John Pridmore explores the range of institutions for the care of children

“CHILDREN’S HOMES.” Today the very words are chilling, such is the extent of the physical and sexual abuse that we now know took place in many of these institutions. Yet those who founded and funded them did so from the highest ideals. One comes to the end of Peter Higginbotham’s magnificent history of the institutional care of children in Britain with a single sad reflection: “That it should come to this!”

Higginbotham reminds us of Thomas Coram, whose Foundling Hospital (1741) was England’s first charity devoted exclusively to children. Unwanted infants could be deposited at the door of the Foundling Hospital with no questions asked.

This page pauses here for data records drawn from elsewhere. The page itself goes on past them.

use landing::{PageConfig, PageError};
use web_sys::Document;

/// `<script type="application/json" id="landing-config">{ ... }</script>`
pub(super) const CONFIG_ELEMENT_ID: &str = "landing-config";

pub(super) enum ConfigSource {
    Defaults,
    Page,
    /// The page supplied a config block that did not parse.
    Fallback(PageError),
}

pub(super) fn load_page_config(doc: &Document) -> (PageConfig, ConfigSource) {
    let Some(raw) = doc
        .get_element_by_id(CONFIG_ELEMENT_ID)
        .and_then(|el| el.text_content())
    else {
        return (PageConfig::default(), ConfigSource::Defaults);
    };

    if raw.trim().is_empty() {
        return (PageConfig::default(), ConfigSource::Defaults);
    }

    match PageConfig::from_json(&raw) {
        Ok(cfg) => (cfg, ConfigSource::Page),
        Err(e) => (PageConfig::default(), ConfigSource::Fallback(e)),
    }
}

We meet Mary Carpenter, about whom we would like to know more, who believed that the treatment of Reformatory School inmates should be based on love, and that they should not be flogged quite so often. (The Reformatory Schools were founded as an alternative to prison for convicted juvenile offenders.)

Thomas Müller, whose Orphan House in Bristol eventually housed more than 2000 children, relied entirely on unsolicited donations for funding.

A chapter on Thomas John Barnardo rehearses the familiar but still inspiring story of his “Ever Open Door” homes and his commitment to the principle, proclaimed in the famous slogan running in huge letters across his home for boys on Stepney Causeway: “No Destitute Child Ever Refused Admission”. Higginbotham does not overlook the conflicts that dogged Barnardo’s career, including the controversy over his questionable use of the title “Doctor” and his recourse to phoney photography in his promotional material.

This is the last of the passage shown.